(Dataset entries)
Content starts
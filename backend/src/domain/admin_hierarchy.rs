//! Local administrative tiers derived from a resolved address.
//!
//! Sri Lanka nests provinces, districts, divisional secretariat divisions,
//! and grama niladhari divisions. Tiers the provider does not surface are
//! reported as [`UNKNOWN`].

use std::future::Future;

use serde::{Deserialize, Serialize};

use super::Coordinate;
use super::address::Address;
use super::cache_access::AnalysisCache;
use super::ports::{CacheCategory, CacheKey};
use super::resolution::{BranchStatus, Resolved, UpstreamCalls};

/// Placeholder for tiers that could not be resolved.
pub const UNKNOWN: &str = "unknown";

/// Administrative regions containing a coordinate. No field is ever empty.
#[derive(Debug, Clone, PartialEq, Eq, Serialize, Deserialize)]
pub struct AdministrativeHierarchy {
    pub country: String,
    pub province: String,
    pub district: String,
    pub divisional_secretariat: String,
    pub grama_niladhari_division: String,
    pub locality: String,
}

impl AdministrativeHierarchy {
    /// Every tier set to [`UNKNOWN`].
    pub fn unknown() -> Self {
        Self {
            country: UNKNOWN.to_owned(),
            province: UNKNOWN.to_owned(),
            district: UNKNOWN.to_owned(),
            divisional_secretariat: UNKNOWN.to_owned(),
            grama_niladhari_division: UNKNOWN.to_owned(),
            locality: UNKNOWN.to_owned(),
        }
    }

    /// Map provider address components onto the tiers.
    pub fn from_address(address: &Address) -> Self {
        let pick = |kinds: &[&str], suffixes: &[&str]| -> String {
            kinds
                .iter()
                .find_map(|kind| address.component(kind))
                .map(|component| trim_suffixes(&component.long_name, suffixes))
                .filter(|name| !name.is_empty())
                .unwrap_or_else(|| UNKNOWN.to_owned())
        };
        Self {
            country: pick(&["country"], &[]),
            province: pick(&["administrative_area_level_1"], &[" Province"]),
            district: pick(&["administrative_area_level_2"], &[" District"]),
            divisional_secretariat: pick(
                &["administrative_area_level_3"],
                &[" Divisional Secretariat", " DS Division"],
            ),
            grama_niladhari_division: pick(
                &["administrative_area_level_4", "sublocality_level_1", "neighborhood"],
                &[" GN Division", " Grama Niladhari Division"],
            ),
            locality: pick(&["locality", "postal_town", "sublocality"], &[]),
        }
    }

    fn resolved_tiers(&self) -> usize {
        [
            &self.province,
            &self.district,
            &self.divisional_secretariat,
            &self.grama_niladhari_division,
            &self.locality,
        ]
        .into_iter()
        .filter(|tier| tier.as_str() != UNKNOWN)
        .count()
    }
}

fn trim_suffixes(name: &str, suffixes: &[&str]) -> String {
    let trimmed = name.trim();
    suffixes
        .iter()
        .find_map(|suffix| trimmed.strip_suffix(suffix))
        .unwrap_or(trimmed)
        .trim()
        .to_owned()
}

/// Derives and caches administrative tiers.
pub struct AdministrativeHierarchyResolver {
    cache: AnalysisCache,
}

impl AdministrativeHierarchyResolver {
    pub fn new(cache: AnalysisCache) -> Self {
        Self { cache }
    }

    /// Tiers for `coordinate`.
    ///
    /// `address` is only awaited on a cache miss, so the resolver never
    /// causes a geocode of its own. Provider calls are accounted to whoever
    /// produced the address.
    pub async fn resolve<F, Fut>(&self, coordinate: Coordinate, address: F) -> Resolved<AdministrativeHierarchy>
    where
        F: FnOnce() -> Fut,
        Fut: Future<Output = Resolved<Address>>,
    {
        let key = CacheKey::builder(CacheCategory::AdminHierarchy, coordinate).build();
        if let Some(hierarchy) = self.cache.fetch(&key, CacheCategory::AdminHierarchy).await {
            return Resolved::cached(hierarchy);
        }

        let address = address().await;
        if address.value.is_stub {
            let reason = address
                .error
                .unwrap_or_else(|| "address unavailable".to_owned());
            return Resolved::fallback(AdministrativeHierarchy::unknown(), UpstreamCalls::NONE, reason);
        }

        let hierarchy = AdministrativeHierarchy::from_address(&address.value);
        match hierarchy.resolved_tiers() {
            0 => Resolved::fallback(hierarchy, UpstreamCalls::NONE, "address has no administrative components"),
            _ => {
                self.cache.store(&key, CacheCategory::AdminHierarchy, &hierarchy).await;
                let status = if address.status == BranchStatus::Cached {
                    BranchStatus::Cached
                } else {
                    BranchStatus::Fresh
                };
                Resolved {
                    value: hierarchy,
                    status,
                    error: None,
                    calls: UpstreamCalls::NONE,
                }
            }
        }
    }
}

#[cfg(test)]
mod tests {
    //! Component mapping and placeholder defaults.

    use std::sync::Arc;
    use std::time::Duration;

    use super::*;
    use crate::domain::ports::{AddressComponent, FixtureCacheStore};
    use crate::domain::strategy::CacheTtls;
    use rstest::rstest;

    fn component(name: &str, kind: &str) -> AddressComponent {
        AddressComponent {
            long_name: name.to_owned(),
            short_name: name.to_owned(),
            kinds: vec![kind.to_owned(), "political".to_owned()],
        }
    }

    fn colombo_address() -> Address {
        Address {
            formatted_address: "Kollupitiya, Colombo, Sri Lanka".to_owned(),
            place_id: None,
            components: vec![
                component("Kollupitiya", "sublocality_level_1"),
                component("Colombo", "locality"),
                component("Colombo District", "administrative_area_level_2"),
                component("Western Province", "administrative_area_level_1"),
                component("Sri Lanka", "country"),
            ],
            is_stub: false,
        }
    }

    fn here() -> Coordinate {
        Coordinate::new(6.9271, 79.8612).expect("valid")
    }

    fn resolver() -> AdministrativeHierarchyResolver {
        AdministrativeHierarchyResolver::new(AnalysisCache::new(
            Arc::new(FixtureCacheStore),
            CacheTtls::default(),
            Duration::from_secs(1),
        ))
    }

    #[test]
    fn maps_components_and_trims_suffixes() {
        let hierarchy = AdministrativeHierarchy::from_address(&colombo_address());
        assert_eq!(hierarchy.province, "Western");
        assert_eq!(hierarchy.district, "Colombo");
        assert_eq!(hierarchy.grama_niladhari_division, "Kollupitiya");
        assert_eq!(hierarchy.locality, "Colombo");
        assert_eq!(hierarchy.divisional_secretariat, UNKNOWN);
    }

    #[rstest]
    #[case("Thimbirigasyaya Divisional Secretariat", "Thimbirigasyaya")]
    #[case("Kandy Four Gravets DS Division", "Kandy Four Gravets")]
    #[case("Maharagama", "Maharagama")]
    fn trims_known_division_suffixes(#[case] raw: &str, #[case] expected: &str) {
        assert_eq!(
            trim_suffixes(raw, &[" Divisional Secretariat", " DS Division"]),
            expected
        );
    }

    #[tokio::test]
    async fn stub_address_gives_unknown_tiers() {
        let resolved = resolver()
            .resolve(here(), || async {
                Resolved::fallback(Address::stub(here()), UpstreamCalls::geocode(1), "timeout")
            })
            .await;
        assert_eq!(resolved.status, BranchStatus::Fallback);
        assert_eq!(resolved.value, AdministrativeHierarchy::unknown());
        assert_eq!(resolved.calls, UpstreamCalls::NONE);
        assert_eq!(resolved.error.as_deref(), Some("timeout"));
    }

    #[tokio::test]
    async fn real_address_resolves_without_calls() {
        let resolved = resolver()
            .resolve(here(), || async {
                Resolved::fresh(colombo_address(), UpstreamCalls::geocode(1))
            })
            .await;
        assert_eq!(resolved.status, BranchStatus::Fresh);
        assert_eq!(resolved.value.district, "Colombo");
        assert_eq!(resolved.calls, UpstreamCalls::NONE);
    }
}
//! Request-scoped call accounting and branch outcomes.
//!
//! Resolvers return their call counts alongside their values; nothing here
//! is shared between requests.

use std::iter::Sum;
use std::ops::{Add, AddAssign};

use serde::{Deserialize, Serialize};

/// Upstream provider calls made while serving one request.
#[derive(Debug, Clone, Copy, Default, PartialEq, Eq, Serialize, Deserialize)]
pub struct UpstreamCalls {
    pub geocode: u32,
    pub poi_group: u32,
    pub route: u32,
    pub imagery: u32,
}

impl UpstreamCalls {
    /// No calls.
    pub const NONE: Self = Self {
        geocode: 0,
        poi_group: 0,
        route: 0,
        imagery: 0,
    };

    /// `count` reverse-geocode calls.
    pub const fn geocode(count: u32) -> Self {
        Self {
            geocode: count,
            ..Self::NONE
        }
    }

    /// `count` grouped place searches.
    pub const fn poi_groups(count: u32) -> Self {
        Self {
            poi_group: count,
            ..Self::NONE
        }
    }

    /// `count` routing calls.
    pub const fn routes(count: u32) -> Self {
        Self {
            route: count,
            ..Self::NONE
        }
    }

    /// `count` imagery references built.
    pub const fn imagery(count: u32) -> Self {
        Self {
            imagery: count,
            ..Self::NONE
        }
    }

    /// Total calls across every kind.
    pub fn total(&self) -> u32 {
        self.geocode
            .saturating_add(self.poi_group)
            .saturating_add(self.route)
            .saturating_add(self.imagery)
    }
}

impl Add for UpstreamCalls {
    type Output = Self;

    fn add(self, rhs: Self) -> Self::Output {
        Self {
            geocode: self.geocode.saturating_add(rhs.geocode),
            poi_group: self.poi_group.saturating_add(rhs.poi_group),
            route: self.route.saturating_add(rhs.route),
            imagery: self.imagery.saturating_add(rhs.imagery),
        }
    }
}

impl AddAssign for UpstreamCalls {
    fn add_assign(&mut self, rhs: Self) {
        *self = *self + rhs;
    }
}

impl Sum for UpstreamCalls {
    fn sum<I: Iterator<Item = Self>>(iter: I) -> Self {
        iter.fold(Self::NONE, Add::add)
    }
}

/// How a branch produced its section of the bundle.
#[derive(Debug, Clone, Copy, PartialEq, Eq, Hash, Serialize, Deserialize)]
#[serde(rename_all = "snake_case")]
pub enum BranchStatus {
    /// Fetched from the provider in this request.
    Fresh,
    /// Served entirely from cache.
    Cached,
    /// Some sub-calls failed; the value is usable but incomplete.
    Partial,
    /// The documented fallback value was substituted.
    Fallback,
}

impl BranchStatus {
    /// Merge statuses of independent sub-results.
    ///
    /// All cached stays cached, all fallback stays fallback, any degradation
    /// otherwise makes the whole partial. An empty input is cached.
    pub fn combine(statuses: impl IntoIterator<Item = Self>) -> Self {
        let mut seen = Vec::new();
        for status in statuses {
            if !seen.contains(&status) {
                seen.push(status);
            }
        }
        match seen.as_slice() {
            [] => Self::Cached,
            [only] => *only,
            many if many
                .iter()
                .any(|status| matches!(status, Self::Partial | Self::Fallback)) =>
            {
                Self::Partial
            }
            _ => Self::Fresh,
        }
    }

    /// Whether the branch degraded.
    pub fn is_degraded(self) -> bool {
        matches!(self, Self::Partial | Self::Fallback)
    }
}

/// A resolver's value together with how it was obtained.
#[derive(Debug, Clone, PartialEq)]
pub struct Resolved<T> {
    pub value: T,
    pub status: BranchStatus,
    pub error: Option<String>,
    pub calls: UpstreamCalls,
}

impl<T> Resolved<T> {
    /// Value fetched upstream.
    pub fn fresh(value: T, calls: UpstreamCalls) -> Self {
        Self {
            value,
            status: BranchStatus::Fresh,
            error: None,
            calls,
        }
    }

    /// Value served from cache.
    pub fn cached(value: T) -> Self {
        Self {
            value,
            status: BranchStatus::Cached,
            error: None,
            calls: UpstreamCalls::NONE,
        }
    }

    /// Incomplete value with the last failure recorded.
    pub fn partial(value: T, calls: UpstreamCalls, error: impl Into<String>) -> Self {
        Self {
            value,
            status: BranchStatus::Partial,
            error: Some(error.into()),
            calls,
        }
    }

    /// Substituted fallback value.
    pub fn fallback(value: T, calls: UpstreamCalls, error: impl Into<String>) -> Self {
        Self {
            value,
            status: BranchStatus::Fallback,
            error: Some(error.into()),
            calls,
        }
    }

    /// Transform the value, keeping status and accounting.
    pub fn map<U>(self, f: impl FnOnce(T) -> U) -> Resolved<U> {
        Resolved {
            value: f(self.value),
            status: self.status,
            error: self.error,
            calls: self.calls,
        }
    }
}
Content ends
__WHAT TO WORK ON__: Show all lines in the entries above where the word "Output" appears.

__RESULT OF THE EXERCISE__:
        Fut: Future<Output = Resolved<Address>>,
    type Output = Self;
    fn add(self, rhs: Self) -> Self::Output {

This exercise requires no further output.